A simple substitution of variables given by $l_\alpha$
(\ref{eq:omegaa}) allows us to pass to the unitarily equivalent
operator $\opr{h}(\alpha)$ acting on $L^2(\omega)$, thus without a
tilde. It acts as follows,
%-------
\begin{multline}
(\psi,\,\opr h(\alpha)\psi) = \frac{1}{\alpha^2}(\psi,\, \opr h(1)
\psi) -\frac{\beta_0^2}{\alpha^2} \int_\omega \Big[ |t_2\pt\psi -
t_3\pd\psi|^2 \\ - |(\alpha(t_2 - t_2^0) + t_2^0)\pt\psi -
(\alpha(t_3 - t_3^0) + t_3^0)\pd\psi|^2 \Big] \d t.
\label{eq:OprAlpha}
\end{multline}
%--------
Next we ask about the dependence of $\opr{h}(\alpha)$ on $\alpha$.

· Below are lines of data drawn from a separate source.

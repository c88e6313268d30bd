//! Service layer
//!
//! Services wrap a [`RepositoryProvider`](crate::repositories::RepositoryProvider)
//! and add logging around the storage calls.

pub mod access;

pub use access::{AccessService, PurgeSummary};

By $f_\alpha(t)$ we denote the normalized ground-state eigenvector
of $\opr{h}(\alpha)$, i.e. $\tilde f_\alpha(l_\alpha( t)) =
f_\alpha(t)$.
\begin{lemma}
\label{def:l1}
$f_\alpha(t),\,E(\alpha)$ are real-analytic functions of $\alpha$
in $(0,\infty)$. In particular, there are $E^{(1)}<0$ and $f^{(1)}(t)$
such that $E(\alpha) = E + (\alpha -1)E^{(1)}+o(\alpha -1)$
and $f_\alpha(t) = f(t) + (\alpha -1)f^{(1)}(t) + o(\alpha -1)$.
\end{lemma}
\noindent
\begin{proof}
We rewrite and estimate the integral on the right-hand side of
(\ref{eq:OprAlpha}),
%--------
\begin{multline}
\frac{\beta_0^2}{\alpha^2}\int_\omega \Big[ -|t_2\pt\psi -
t_3\pd\psi|^2 \\ +|\alpha(t_2 \pt \psi - t_3 \pd \psi) +
(1-\alpha)(t_2^0 \pt \psi - t_3^0 \pd) \psi|^2 \Big] \,\d t
\\ \leq \frac{\beta_0^2}{\alpha^2}|1-2\alpha^2|\int_\omega|t_2\pt \psi -
t_3\pd \psi|^2 \,\d t \\ \phantom{AAA} +
4\frac{\beta_0^2}{\alpha^2}\, (1-\alpha)^2\int_\omega(|t_2^0 \pt
\psi|^2 + |t_3^0\pd \psi|^2)\,\d t \\ \le C_1 (\psi,\,\opr
h(1)\psi) \nonumber
\end{multline}
%--------
for some $C_1>0$, since the last integral can be estimated by
$\,(\mathrm{diam\,}\omega\, \|\nabla_t\psi\|)^2$. It follows that
the operators $\opr{h}(\alpha)$ form an analytic family type of
type (B) -- cf.~\cite[Sec.~VII.4]{Kato}, note that it is a
particular case of exercise 4.23. there. Hence the analyticity of
$f_\alpha,\,E(\alpha)$ follows from finite multiplicity of the
ground state; recall that in fact it is non-degenerate.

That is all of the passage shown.